Task to complete: Write out the data exactly, every line included.

═════ Exercise inputs

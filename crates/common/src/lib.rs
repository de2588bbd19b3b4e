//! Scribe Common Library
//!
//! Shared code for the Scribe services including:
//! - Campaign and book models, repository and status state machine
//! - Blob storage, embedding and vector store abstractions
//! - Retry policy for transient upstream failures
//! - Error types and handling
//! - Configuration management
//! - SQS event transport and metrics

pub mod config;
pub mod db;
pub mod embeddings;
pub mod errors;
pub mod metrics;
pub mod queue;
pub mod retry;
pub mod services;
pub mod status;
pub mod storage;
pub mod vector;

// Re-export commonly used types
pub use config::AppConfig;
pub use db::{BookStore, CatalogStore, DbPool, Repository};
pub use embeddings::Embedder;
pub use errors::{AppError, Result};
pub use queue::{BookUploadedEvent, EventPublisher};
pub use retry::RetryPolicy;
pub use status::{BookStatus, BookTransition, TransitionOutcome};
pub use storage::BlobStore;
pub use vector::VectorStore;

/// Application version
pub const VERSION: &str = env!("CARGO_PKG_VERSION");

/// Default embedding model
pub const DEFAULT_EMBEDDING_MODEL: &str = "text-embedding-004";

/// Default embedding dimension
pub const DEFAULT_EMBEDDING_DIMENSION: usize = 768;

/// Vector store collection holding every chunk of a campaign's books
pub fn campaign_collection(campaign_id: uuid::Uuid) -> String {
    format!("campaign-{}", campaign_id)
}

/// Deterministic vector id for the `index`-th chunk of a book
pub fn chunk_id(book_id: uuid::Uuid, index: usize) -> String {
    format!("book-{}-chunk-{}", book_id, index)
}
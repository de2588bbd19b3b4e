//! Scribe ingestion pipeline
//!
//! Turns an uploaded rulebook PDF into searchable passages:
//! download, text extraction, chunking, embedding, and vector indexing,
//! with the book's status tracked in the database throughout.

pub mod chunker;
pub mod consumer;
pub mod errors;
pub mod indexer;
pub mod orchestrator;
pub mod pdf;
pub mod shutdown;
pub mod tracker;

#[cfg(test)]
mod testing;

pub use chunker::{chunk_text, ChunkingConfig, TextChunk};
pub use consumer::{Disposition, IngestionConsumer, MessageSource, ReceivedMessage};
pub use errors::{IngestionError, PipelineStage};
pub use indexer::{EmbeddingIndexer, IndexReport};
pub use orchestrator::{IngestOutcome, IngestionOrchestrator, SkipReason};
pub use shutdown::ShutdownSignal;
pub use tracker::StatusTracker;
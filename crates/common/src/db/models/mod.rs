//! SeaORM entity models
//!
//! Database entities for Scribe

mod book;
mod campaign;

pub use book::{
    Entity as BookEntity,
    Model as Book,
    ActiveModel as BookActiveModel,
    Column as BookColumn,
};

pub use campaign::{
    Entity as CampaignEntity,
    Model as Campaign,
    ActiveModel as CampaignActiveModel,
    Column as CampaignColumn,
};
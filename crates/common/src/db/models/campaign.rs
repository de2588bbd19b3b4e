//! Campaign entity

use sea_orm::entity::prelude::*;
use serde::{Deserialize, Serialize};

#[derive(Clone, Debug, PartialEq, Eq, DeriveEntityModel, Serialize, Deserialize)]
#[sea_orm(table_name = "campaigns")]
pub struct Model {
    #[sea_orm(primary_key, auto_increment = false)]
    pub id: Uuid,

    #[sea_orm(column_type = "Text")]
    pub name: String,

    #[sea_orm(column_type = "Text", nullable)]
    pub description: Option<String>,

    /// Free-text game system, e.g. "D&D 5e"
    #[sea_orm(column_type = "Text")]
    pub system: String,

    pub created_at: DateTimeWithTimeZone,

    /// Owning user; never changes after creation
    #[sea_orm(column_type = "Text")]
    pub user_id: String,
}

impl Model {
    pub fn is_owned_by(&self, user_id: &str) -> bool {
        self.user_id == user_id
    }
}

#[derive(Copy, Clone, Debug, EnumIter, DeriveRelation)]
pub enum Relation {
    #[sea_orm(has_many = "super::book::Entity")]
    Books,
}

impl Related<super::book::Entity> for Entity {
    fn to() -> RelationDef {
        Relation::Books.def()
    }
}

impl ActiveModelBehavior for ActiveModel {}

══════════

Output for this exercise:
filename crates/common/src/lib.rs
repository de2588bbd19b3b4e
//! Scribe Common Library
//!
//! Shared code for the Scribe services including:
//! - Campaign and book models, repository and status state machine
//! - Blob storage, embedding and vector store abstractions
//! - Retry policy for transient upstream failures
//! - Error types and handling
//! - Configuration management
//! - SQS event transport and metrics

pub mod config;
pub mod db;
pub mod embeddings;
pub mod errors;
pub mod metrics;
pub mod queue;
pub mod retry;
pub mod services;
pub mod status;
pub mod storage;
pub mod vector;

// Re-export commonly used types
pub use config::AppConfig;
pub use db::{BookStore, CatalogStore, DbPool, Repository};
pub use embeddings::Embedder;
pub use errors::{AppError, Result};
pub use queue::{BookUploadedEvent, EventPublisher};
pub use retry::RetryPolicy;
pub use status::{BookStatus, BookTransition, TransitionOutcome};
pub use storage::BlobStore;
pub use vector::VectorStore;

/// Application version
pub const VERSION: &str = env!("CARGO_PKG_VERSION");

/// Default embedding model
pub const DEFAULT_EMBEDDING_MODEL: &str = "text-embedding-004";

/// Default embedding dimension
pub const DEFAULT_EMBEDDING_DIMENSION: usize = 768;

/// Vector store collection holding every chunk of a campaign's books
pub fn campaign_collection(campaign_id: uuid::Uuid) -> String {
    format!("campaign-{}", campaign_id)
}

/// Deterministic vector id for the `index`-th chunk of a book
pub fn chunk_id(book_id: uuid::Uuid, index: usize) -> String {
    format!("book-{}-chunk-{}", book_id, index)
}
repository de2588bbd19b3b4e
//! Scribe ingestion pipeline
//!
//! Turns an uploaded rulebook PDF into searchable passages:
//! download, text extraction, chunking, embedding, and vector indexing,
//! with the book's status tracked in the database throughout.

pub mod chunker;
pub mod consumer;
pub mod errors;
pub mod indexer;
pub mod orchestrator;
pub mod pdf;
pub mod shutdown;
pub mod tracker;

#[cfg(test)]
mod testing;

pub use chunker::{chunk_text, ChunkingConfig, TextChunk};
pub use consumer::{Disposition, IngestionConsumer, MessageSource, ReceivedMessage};
pub use errors::{IngestionError, PipelineStage};
pub use indexer::{EmbeddingIndexer, IndexReport};
pub use orchestrator::{IngestOutcome, IngestionOrchestrator, SkipReason};
pub use shutdown::ShutdownSignal;
pub use tracker::StatusTracker;
filename crates/common/src/db/models/mod.rs
//! SeaORM entity models
//!
//! Database entities for Scribe

mod book;
mod campaign;

pub use book::{
    Entity as BookEntity,
    Model as Book,
    ActiveModel as BookActiveModel,
    Column as BookColumn,
};

pub use campaign::{
    Entity as CampaignEntity,
    Model as Campaign,
    ActiveModel as CampaignActiveModel,
    Column as CampaignColumn,
};
filename crates/common/src/db/models/campaign.rs
repository de2588bbd19b3b4e
//! Campaign entity

use sea_orm::entity::prelude::*;
use serde::{Deserialize, Serialize};

#[derive(Clone, Debug, PartialEq, Eq, DeriveEntityModel, Serialize, Deserialize)]
#[sea_orm(table_name = "campaigns")]
pub struct Model {
    #[sea_orm(primary_key, auto_increment = false)]
    pub id: Uuid,

    #[sea_orm(column_type = "Text")]
    pub name: String,

    #[sea_orm(column_type = "Text", nullable)]
    pub description: Option<String>,

    /// Free-text game system, e.g. "D&D 5e"
    #[sea_orm(column_type = "Text")]
    pub system: String,

    pub created_at: DateTimeWithTimeZone,

    /// Owning user; never changes after creation
    #[sea_orm(column_type = "Text")]
    pub user_id: String,
}

impl Model {
    pub fn is_owned_by(&self, user_id: &str) -> bool {
        self.user_id == user_id
    }
}

#[derive(Copy, Clone, Debug, EnumIter, DeriveRelation)]
pub enum Relation {
    #[sea_orm(has_many = "super::book::Entity")]
    Books,
}

impl Related<super::book::Entity> for Entity {
    fn to() -> RelationDef {
        Relation::Books.def()
    }
}

impl ActiveModelBehavior for ActiveModel {}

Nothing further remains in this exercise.